New Mortgage Protection Insurance

The number of people threatened with repossession could be helped with a new form of insurance.

A report recommends the Sustainable Home Ownership Partnership scheme, a partnership between lenders, government and borrowers. The insurance would pay full mortgage repayments for ten months should a borrower fall ill, become unemployed or suffer an accident. The cover would be cheaper than other similar products available.

If the economy were to face the same circumstances as in 1992, 25% more homeowners would face repossession.

The scheme, it was suggested would be shared, the government giving 25%, the lenders share also would be 25% and the borrower would pay 50%. This would lead to lenders lending more responsibly as they would have to contribute more if their repossession rates were higher than the average.

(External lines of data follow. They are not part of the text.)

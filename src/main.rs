//! # APOD Gallery
//!
//! Fetches NASA Astronomy Picture of the Day entries and renders them as a
//! gallery, with a detail view for any single entry.
//!
//! ## Features
//!
//! - Requests recent entries from the NASA APOD API and keeps the images
//! - Falls back to scraping the APOD HTML archive when the API is rate
//!   limited or returns no images
//! - Prints the gallery to the terminal and optionally writes JSON and
//!   Markdown gallery files
//!
//! ## Usage
//!
//! ```sh
//! apod_gallery -n 9 -j ./json -m ./markdown --detail 1
//! ```
//!
//! ## Architecture
//!
//! 1. **Primary**: One API request for `count` entries, filtered to images
//! 2. **Fallback**: Parse the archive listing, then fetch daily pages one at a
//!    time and extract image, title, date and explanation
//! 3. **Render**: Terminal gallery, optional file outputs, optional detail view

use chrono::Local;
use clap::Parser;
use std::error::Error;
use std::io::IsTerminal;
use tracing::{debug, error, info, instrument, warn};
use tracing_subscriber::{fmt as tfmt, EnvFilter};

mod api;
mod cli;
mod config;
mod detail;
mod gallery;
mod models;
mod outputs;
mod scrapers;
mod utils;

use api::HttpApodApi;
use cli::Cli;
use config::load_config;
use detail::{DetailView, Dismiss, read_dismissal};
use gallery::{GalleryState, fetch_apod};
use models::GallerySnapshot;
use outputs::{json, markdown, terminal::TerminalView};
use scrapers::proxy::ProxyFetcher;
use utils::ensure_writable_dir;

#[tokio::main]
#[instrument]
async fn main() -> Result<(), Box<dyn Error>> {
    // --- Tracing init ---
    let filter = EnvFilter::try_from_default_env().unwrap_or_else(|_| EnvFilter::new("info"));
    tfmt()
        .with_env_filter(filter)
        .with_writer(std::io::stderr)
        .with_target(true)
        .with_file(false)
        .with_line_number(false)
        .with_timer(tracing_subscriber::fmt::time::UtcTime::rfc_3339())
        .init();

    let start_time = std::time::Instant::now();
    info!("apod_gallery starting up");

    // Parse CLI
    let args = Cli::parse();
    debug!(count = args.count, ?args.json_output_dir, ?args.markdown_output_dir, "Parsed CLI arguments");

    // ---- Load config ----
    let config = load_config(args.config.as_deref()).await?.merge_cli(&args);
    let archive = config.archive_source()?;
    info!(
        endpoint = %config.api_endpoint,
        listing = %archive.listing_url,
        proxied = config.proxy.is_some(),
        "Configuration resolved"
    );

    // Early check: ensure output dirs are writable
    for dir in [&args.json_output_dir, &args.markdown_output_dir].into_iter().flatten() {
        if let Err(e) = ensure_writable_dir(dir).await {
            error!(path = %dir, error = %e, "Output directory is not writable (fix perms or choose a different path)");
            return Err(e);
        }
    }

    let client = reqwest::Client::builder()
        .user_agent(config.user_agent.clone())
        .timeout(config.request_timeout())
        .build()?;
    let api = HttpApodApi::new(client.clone(), config.api_endpoint.clone(), config.api_key.clone());
    let fetcher = ProxyFetcher::new(client, config.proxy.clone());

    // ---- Fetch and render ----
    let mut view = TerminalView::stdout();
    let state = fetch_apod(args.count as usize, &api, &fetcher, &archive, &mut view).await;

    if let GalleryState::Items { source, items } = &state {
        let now = Local::now();
        let snapshot = GallerySnapshot {
            local_date: now.date_naive().to_string(),
            local_time: now.time().format("%H:%M:%S").to_string(),
            source: *source,
            items: items.clone(),
        };

        if let Some(dir) = &args.json_output_dir {
            if let Err(e) = json::write_gallery(&snapshot, dir).await {
                error!(error = %e, "Failed to write JSON gallery");
            }
        }
        if let Some(dir) = &args.markdown_output_dir {
            if let Err(e) = markdown::write_gallery(&snapshot, dir).await {
                error!(error = %e, "Failed to write Markdown gallery");
            }
        }
    }

    // ---- Detail view ----
    if let Some(n) = args.detail {
        let mut detail = DetailView::new();
        match n.checked_sub(1).and_then(|i| state.items().get(i)) {
            Some(item) => {
                detail.open(item.clone());
                if let Some(text) = detail.render() {
                    println!("\n{}", text);
                }
                // Only wait for a key when someone is at the terminal.
                let reason = if std::io::stdin().is_terminal() {
                    println!("Press Enter to close (Esc then Enter to cancel)");
                    read_dismissal(tokio::io::BufReader::new(tokio::io::stdin())).await
                } else {
                    Dismiss::CloseButton
                };
                detail.close(reason);
            }
            None => warn!(requested = n, available = state.items().len(), "No gallery item to show details for"),
        }
    }

    let elapsed = start_time.elapsed();
    info!(
        ?elapsed,
        secs = elapsed.as_secs(),
        millis = elapsed.subsec_millis(),
        items = state.items().len(),
        "Execution complete"
    );

    Ok(())
}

Since 1995 homeowners have to wait nine months before the state safety net come into place. Only 20% of homeowners have private insurance.

Also a Housing Tax Credit would be introduced providing help to homeowners on low wages. This would help those who faced a drop in wages though not necessarily out of work.

It was suggested that it became compulsory for new borrowers and those that remortgage.

Because of the housing market conditions many homeowners are more exposed to risk and helping these households would provide underpinning for the housing market and also the wider economy.

The assessed cost of the insurance would be £3.40 per £100 of mortgage payments covered with borrowers paying £1.70. Therefore anyone paying £500 mortgage repayments per month would pay £8.50 per month for the insurance.